Получившие “Серебряного Георгия” в конкурсе документального кино “Чистильщики” (Германия / Бразилия) рассказывают о тех, кто занимается уборкой, освобождает публичное пространство от грязи и сцен насилия. Точнее, цензоры сами говорят о своей работе – немецким режиссерам Гансу Блоку и Морицу Ризевику удалось пообщаться с сотрудниками фирмы, работающей в Маниле, они отслеживают фотографии в крупнейших социальных сетях и на YouTube. В день приходится отсматривать по 25 000 снимков и видео, связанных с насилием, порой это публичные казни или самоубийства в прямом эфире, психика поедет у любого.
Один из ключевых вопросов, которым задаются авторы – квалификация новых цензоров. В большинстве случаев они не говорят на языке тех стран, чей интернет отсматривают, не знают специфики других культур. Сегодня диктатура images подчиняет себе все, от образования до повседневной коммуникации, тем досаднее ее ляпы.
Создатели фильма обращались за комментариями к Гуглу, Фейсбуку, Твиттеру и Ютубу, но те не пошли на контакт ни во время съемок, ни после, когда режиссеры предоставили им итоговую версию «Чистильщиков». В итоге пришлось использовать записи публичных выступлений, в том числе слушаний в американском Сенате осенью прошлого года. Там представители соцсетей выглядели довольно бледно, авторы фильма приходят к неутешительному выводу, что единственная цель, ради которой создавались нынешние монстры, это извлечение прибыли. Перестраиваться на ходу им сложно, тем более что доход приносит большей частью негативная информация, она собирает больше всего просмотров. Цензура же в ручном режиме мало чем отличается от жесткого алгоритма.

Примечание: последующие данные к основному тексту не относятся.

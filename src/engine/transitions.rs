// Copyright (c) AlphaVelocity.
// All rights reserved.
//
// This source code is licensed under the license found in the
// LICENSE file in the root directory of this source tree.

//! Category transition rules: every expense create, recategorization,
//! amount edit, or delete maps to exactly one arm below, which moves the
//! affected amounts between the period aggregates and the account balances.

use log::warn;
use rust_decimal::Decimal;

use crate::models::{Account, Category, MonthTracker};

/// Aggregation bucket of a category. Savings, Loans and Income each have
/// their own rules; every remaining category behaves identically.
#[derive(Debug, Clone, Copy, PartialEq, Eq)]
pub enum Bucket {
    Savings,
    Loans,
    Income,
    Other,
}

impl From<Category> for Bucket {
    fn from(c: Category) -> Bucket {
        match c {
            Category::Savings => Bucket::Savings,
            Category::Loans => Bucket::Loans,
            Category::Income => Bucket::Income,
            _ => Bucket::Other,
        }
    }
}

/// One classified expense mutation.
#[derive(Debug, Clone, Copy)]
pub enum Transition {
    Create { to: Bucket },
    Recategorize { from: Bucket, to: Bucket },
    Delete { from: Bucket },
}

/// Clamp a balance that the domain does not allow below zero, warning
/// instead of failing the command.
pub(crate) fn floor_zero(label: &str, v: Decimal) -> Decimal {
    if v < Decimal::ZERO {
        warn!("{} would go negative ({}); clamping to zero", label, v);
        Decimal::ZERO
    } else {
        v
    }
}

/// Apply one transition to the owning period and account.
///
/// `old_amt` is the expense amount before the mutation, `new_amt` after
/// (equal unless the amount itself changed; for creates only `new_amt`
/// matters, for deletes only `old_amt`). Recategorizations uniformly
/// remove the old contribution and add the new one, so an amount-only
/// edit is the `from == to` arm. `total_expenses` tracks every arm so it
/// stays equal to the sum of non-Income amounts.
///
/// Ends by re-deriving `monthly_cashflow`; the caller persists the
/// documents and runs the account-level cashflow recompute.
pub fn apply(
    tracker: &mut MonthTracker,
    account: &mut Account,
    transition: Transition,
    old_amt: Decimal,
    new_amt: Decimal,
) {
    use Bucket::*;
    use Transition::*;

    match transition {
        Create { to: Savings } => {
            tracker.monthly_savings += new_amt;
            tracker.total_expenses += new_amt;
            account.savings += new_amt;
        }
        Create { to: Loans } => {
            tracker.monthly_loan_payments += new_amt;
            tracker.total_expenses += new_amt;
            account.loans -= new_amt;
        }
        Create { to: Income } => {
            tracker.monthly_take_home += new_amt;
        }
        Create { to: Other } => {
            tracker.total_expenses += new_amt;
        }

        Recategorize { from: Savings, to: Savings } => {
            tracker.monthly_savings += new_amt - old_amt;
            tracker.total_expenses += new_amt - old_amt;
            account.savings += new_amt - old_amt;
        }
        Recategorize { from: Savings, to: Loans } => {
            tracker.monthly_savings -= old_amt;
            tracker.monthly_loan_payments += new_amt;
            tracker.total_expenses += new_amt - old_amt;
            account.savings -= old_amt;
            account.loans -= new_amt;
        }
        Recategorize { from: Savings, to: Income } => {
            tracker.monthly_savings -= old_amt;
            tracker.total_expenses -= old_amt;
            tracker.monthly_take_home += new_amt;
            account.savings -= old_amt;
        }
        Recategorize { from: Savings, to: Other } => {
            tracker.monthly_savings -= old_amt;
            tracker.total_expenses += new_amt - old_amt;
            account.savings -= old_amt;
        }

        Recategorize { from: Loans, to: Savings } => {
            tracker.monthly_loan_payments -= old_amt;
            tracker.monthly_savings += new_amt;
            tracker.total_expenses += new_amt - old_amt;
            account.loans += old_amt;
            account.savings += new_amt;
        }
        Recategorize { from: Loans, to: Loans } => {
            tracker.monthly_loan_payments += new_amt - old_amt;
            tracker.total_expenses += new_amt - old_amt;
            account.loans -= new_amt - old_amt;
        }
        Recategorize { from: Loans, to: Income } => {
            tracker.monthly_loan_payments -= old_amt;
            tracker.total_expenses -= old_amt;
            tracker.monthly_take_home += new_amt;
            account.loans += old_amt;
        }
        Recategorize { from: Loans, to: Other } => {
            tracker.monthly_loan_payments -= old_amt;
            tracker.total_expenses += new_amt - old_amt;
            account.loans += old_amt;
        }

        Recategorize { from: Income, to: Savings } => {
            tracker.monthly_take_home -= old_amt;
            tracker.monthly_savings += new_amt;
            tracker.total_expenses += new_amt;
            account.savings += new_amt;
        }
        Recategorize { from: Income, to: Loans } => {
            tracker.monthly_take_home -= old_amt;
            tracker.monthly_loan_payments += new_amt;
            tracker.total_expenses += new_amt;
            account.loans -= new_amt;
        }
        Recategorize { from: Income, to: Income } => {
            tracker.monthly_take_home += new_amt - old_amt;
        }
        Recategorize { from: Income, to: Other } => {
            tracker.monthly_take_home -= old_amt;
            tracker.total_expenses += new_amt;
        }

        Recategorize { from: Other, to: Savings } => {
            tracker.monthly_savings += new_amt;
            tracker.total_expenses += new_amt - old_amt;
            account.savings += new_amt;
        }
        Recategorize { from: Other, to: Loans } => {
            tracker.monthly_loan_payments += new_amt;
            tracker.total_expenses += new_amt - old_amt;
            account.loans -= new_amt;
        }
        Recategorize { from: Other, to: Income } => {
            tracker.total_expenses -= old_amt;
            tracker.monthly_take_home += new_amt;
        }
        Recategorize { from: Other, to: Other } => {
            tracker.total_expenses += new_amt - old_amt;
        }

        Delete { from: Savings } => {
            tracker.monthly_savings -= old_amt;
            tracker.total_expenses -= old_amt;
            account.savings -= old_amt;
        }
        Delete { from: Loans } => {
            tracker.monthly_loan_payments -= old_amt;
            tracker.total_expenses -= old_amt;
            account.loans += old_amt;
        }
        Delete { from: Income } => {
            tracker.monthly_take_home -= old_amt;
        }
        Delete { from: Other } => {
            tracker.total_expenses -= old_amt;
        }
    }

    tracker.monthly_savings = floor_zero("monthly_savings", tracker.monthly_savings);
    tracker.monthly_loan_payments =
        floor_zero("monthly_loan_payments", tracker.monthly_loan_payments);
    tracker.total_expenses = floor_zero("total_expenses", tracker.total_expenses);
    account.savings = floor_zero("savings", account.savings);
    account.loans = floor_zero("loans", account.loans);

    tracker.monthly_cashflow = tracker.monthly_take_home - tracker.total_expenses;
}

На экране контент-менеджеры объясняют, почему они убирают те или иные изображения. К исчезновению из Фейсбука рисунка американской художницы и квир-активистки Эшли Гор Make America Great Again можно отнестись по-разному - во-первых, обнажённый персонаж сильно похож на Дональда Трампа, во-вторых, за три дня портрет и так стал всемирно знаменит, он набрал 50 миллионов просмотров и 260 тысяч репостов, в 2016 году рисунок оценивался в миллион долларов, так можно говорить о влиянии цензуры на цену (хотя само противостояние 50 млн. пользователям в сфере искусства довольно сомнительно, тем более что рисунок по-прежнему в Сети). Но запрещать хрестоматийный снимок Ника Ута «Напалм во Вьетнаме»?! По дороге бежит плачущая обгоревшая девочка, да, она обнаженная, да, ей девять лет, но это война, и это фотография, отмеченная за антимилитаризм Пулитцеровской премией. Контент-менеджер говорит, что он знает контекст, все понимает, но формальные признаки требуют удалить снимок. И он его удаляет.
Понимать-то понимает, но, кажется, не все.
Универсальность визуальных кодов определяется сегодня их усредненностью, вычленением некоей общей основы для множества культур, это неизбежно приводит к обмелению и обеднению арт-языка, к усилению консервативных настроений и появлению самоцензуры. Перспектива не из лучших, проникающая в основы критического мышления. Впрочем, для многих будущее уже наступило.